Regeneron Pharmaceuticals Inc. (NASDAQ: REGN), an integrated biopharmaceutical company engaged in the discovery, development, manufacturing and commercialization of medicines for the treatment of serious medical conditions, today, raised its 2012 sales forecast for Eylea, its recently approved eye drug. The upward revision sent REGN shares sharply higher in trading today.
REGN shares touched a new 52-week high of $145.04 in trading today before paring some of the early gains. At last check, REGN shares were trading 9.24% higher at $138.85 on above average volume of 2.52 million.
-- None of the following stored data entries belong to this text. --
use std::collections::HashMap;

use super::*;

fn config(vars: &[(&str, &str)]) -> Result<ServerConfig, ConfigError> {
    let vars: HashMap<String, String> = vars.iter().map(|(k, v)| ((*k).to_owned(), (*v).to_owned())).collect();
    ServerConfig::from_lookup(|key| vars.get(key).cloned())
}

#[test]
fn from_lookup_applies_defaults() {
    let cfg = config(&[("API_BASE_URL", "https://api.example.test/")]).unwrap();
    assert_eq!(cfg.port, DEFAULT_PORT);
    assert_eq!(cfg.api_base_url, "https://api.example.test");
    assert_eq!(
        cfg.timeouts,
        UpstreamTimeouts { request_secs: DEFAULT_API_TIMEOUT_SECS, connect_secs: DEFAULT_API_CONNECT_TIMEOUT_SECS }
    );
}

#[test]
fn from_lookup_parses_overrides() {
    let cfg = config(&[
        ("PORT", "8080"),
        ("API_BASE_URL", "http://localhost:5000"),
        ("API_TIMEOUT_SECS", "5"),
        ("API_CONNECT_TIMEOUT_SECS", "2"),
    ])
    .unwrap();
    assert_eq!(cfg.port, 8080);
    assert_eq!(cfg.api_base_url, "http://localhost:5000");
    assert_eq!(cfg.timeouts, UpstreamTimeouts { request_secs: 5, connect_secs: 2 });
}

#[test]
fn from_lookup_requires_base_url() {
    assert!(matches!(config(&[]), Err(ConfigError::Missing { var: "API_BASE_URL" })));
    assert!(matches!(config(&[("API_BASE_URL", "  ")]), Err(ConfigError::Missing { .. })));
}

#[test]
fn from_lookup_rejects_bad_port_and_scheme() {
    let err = config(&[("API_BASE_URL", "http://localhost:5000"), ("PORT", "seventy")]).unwrap_err();
    assert!(matches!(err, ConfigError::Invalid { var: "PORT", .. }));
    let err = config(&[("API_BASE_URL", "localhost:5000")]).unwrap_err();
    assert!(matches!(err, ConfigError::Invalid { var: "API_BASE_URL", .. }));
}

#[test]
fn unparsable_timeouts_fall_back_to_defaults() {
    let cfg = config(&[("API_BASE_URL", "http://localhost:5000"), ("API_TIMEOUT_SECS", "soon")]).unwrap();
    assert_eq!(cfg.timeouts.request_secs, DEFAULT_API_TIMEOUT_SECS);
}

#[test]
fn normalize_base_url_requires_http_scheme() {
    assert_eq!(normalize_base_url(" https://x.test// "), Some("https://x.test".to_owned()));
    assert_eq!(normalize_base_url("ftp://x.test"), None);
    assert_eq!(normalize_base_url("https://"), None);
    assert_eq!(normalize_base_url("x.test"), None);
}
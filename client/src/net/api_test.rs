use super::*;

// =============================================================
// Endpoints
// =============================================================

#[test]
fn user_scoped_endpoints_format_expected_paths() {
    assert_eq!(user_endpoint(5), "/api/admin/users/5");
    assert_eq!(admin_flag_endpoint(5), "/api/admin/users/5/admin");
    assert_eq!(groups_endpoint(5), "/api/admin/users/5/groups");
}

#[test]
fn messages_endpoint_includes_group_scope_only_when_set() {
    let bulk = MessageQuery { group_id: None, limit: 100, offset: 0 };
    assert_eq!(messages_endpoint(3, &bulk), "/api/admin/users/3/messages?limit=100&offset=0");

    let scoped = MessageQuery { group_id: Some(9), limit: 500, offset: 20 };
    assert_eq!(
        messages_endpoint(3, &scoped),
        "/api/admin/users/3/messages?limit=500&offset=20&group_id=9"
    );
}

#[test]
fn events_endpoint_formats_date_filter_as_iso_day() {
    let undated = EventQuery { date: None, limit: 1000, offset: 0 };
    assert_eq!(events_endpoint(3, &undated), "/api/admin/users/3/events?limit=1000&offset=0");

    let dated = EventQuery { date: NaiveDate::from_ymd_opt(2025, 2, 7), limit: 1000, offset: 0 };
    assert_eq!(
        events_endpoint(3, &dated),
        "/api/admin/users/3/events?limit=1000&offset=0&date=2025-02-07"
    );
}

#[test]
fn stats_endpoint_scopes_by_group_when_present() {
    assert_eq!(stats_endpoint(3, None), "/api/admin/users/3/stats");
    assert_eq!(stats_endpoint(3, Some(4)), "/api/admin/users/3/stats?group_id=4");
}

// =============================================================
// Envelope
// =============================================================

#[test]
fn check_envelope_accepts_success_body() {
    let body = serde_json::json!({ "success": true, "users": [] });
    assert_eq!(check_envelope(200, Some(body.clone())), Ok(body));
}

#[test]
fn check_envelope_falls_back_to_status_when_flag_missing() {
    assert!(check_envelope(200, Some(serde_json::json!({ "users": [] }))).is_ok());
    assert_eq!(
        check_envelope(500, Some(serde_json::json!({}))),
        Err(ApiError::Server(None))
    );
}

#[test]
fn check_envelope_surfaces_server_error_message() {
    let body = serde_json::json!({ "success": false, "error": "Cannot delete the last admin" });
    assert_eq!(
        check_envelope(400, Some(body)),
        Err(ApiError::Server(Some("Cannot delete the last admin".to_owned())))
    );
}

#[test]
fn check_envelope_treats_false_flag_as_failure_even_on_ok_status() {
    let body = serde_json::json!({ "success": false, "message": "nope" });
    assert_eq!(check_envelope(200, Some(body)), Err(ApiError::Server(Some("nope".to_owned()))));
}

#[test]
fn check_envelope_without_body_is_transport_failure() {
    assert!(matches!(check_envelope(502, None), Err(ApiError::Transport(_))));
}

#[test]
fn take_field_decodes_payload_and_reports_missing_field() {
    let mut body = serde_json::json!({
        "success": true,
        "groups": [{ "id": 1, "name": "Family" }]
    });
    let groups: Vec<Group> = take_field(&mut body, "groups").unwrap();
    assert_eq!(groups, vec![Group { id: 1, name: "Family".to_owned() }]);

    let missing = take_field::<Vec<Group>>(&mut serde_json::json!({ "success": true }), "groups");
    assert_eq!(missing, Err(ApiError::Transport("missing field `groups`".to_owned())));
}

#[test]
fn confirmation_message_reads_optional_message() {
    assert_eq!(
        confirmation_message(&serde_json::json!({ "success": true, "message": "You are now an admin" })),
        Some("You are now an admin".to_owned())
    );
    assert_eq!(confirmation_message(&serde_json::json!({ "success": true })), None);
}

// =============================================================
// ApiError
// =============================================================

#[test]
fn notice_text_prefers_server_message() {
    let err = ApiError::Server(Some("User not found".to_owned()));
    assert_eq!(err.notice_text(), "User not found");
}

#[test]
fn notice_text_falls_back_to_generic_text() {
    assert_eq!(ApiError::Server(None).notice_text(), GENERIC_FAILURE);
    assert_eq!(ApiError::Server(Some("   ".to_owned())).notice_text(), GENERIC_FAILURE);
    assert_eq!(ApiError::Transport("connection reset".to_owned()).notice_text(), GENERIC_FAILURE);
}

#[test]
fn api_error_display_uses_message_or_generic_text() {
    assert_eq!(ApiError::Server(Some("boom".to_owned())).to_string(), "boom");
    assert_eq!(ApiError::Server(None).to_string(), GENERIC_FAILURE);
    assert_eq!(ApiError::Transport("offline".to_owned()).to_string(), "request failed: offline");
}

// =============================================================
// HttpApi off-browser
// =============================================================

#[cfg(not(feature = "hydrate"))]
#[test]
fn http_api_without_browser_reports_transport_failure() {
    let api = HttpApi::new(Some("token".to_owned()));
    let result = futures::executor::block_on(api.list_users());
    assert_eq!(result, Err(ApiError::Transport("not available on server".to_owned())));
}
Regeneron said that it now expects 2012 Eylea sales to come in between $500 million and $550 million, compared with previous forecast of $250-$300 million. This is the second time this year that REGN has raised the sales forecast for Eylea. The drug was approved in November for the treatment of a form of macular degeneration, which is a common cause of blindness in the elderly. It now accounts for more than half of REGN’s total revenue.
In a research note to clients, Phil Nadeau, analyst at Cowen and Co., said that investors were expecting an increasing in 2012 Eylea guidance to the $400 million range.
Meanwhile, the Tarrytown, New York-based company also released its first-quarter 2012 financial results. For the quarter ended March 31, 2012, REGN reported total revenue of $232 million, which include Eylea product sales of $124 million.
REGN’s non-GAAP net income for the quarter was $40 million, or $0.37 per diluted share. GAAP net income for the quarter was $12 million, or $0.11 per diluted share.
Commenting on first-quarter results, Leonard S. Schleifer, M.D., Ph.D., President and CEO of Regeneron, said that the first quarter was a true milestone for REGN as it was the first time in the company’s history that it achieved profitability as a result of product sales. Schleifer further said that the success was driven by strong Eylea launch.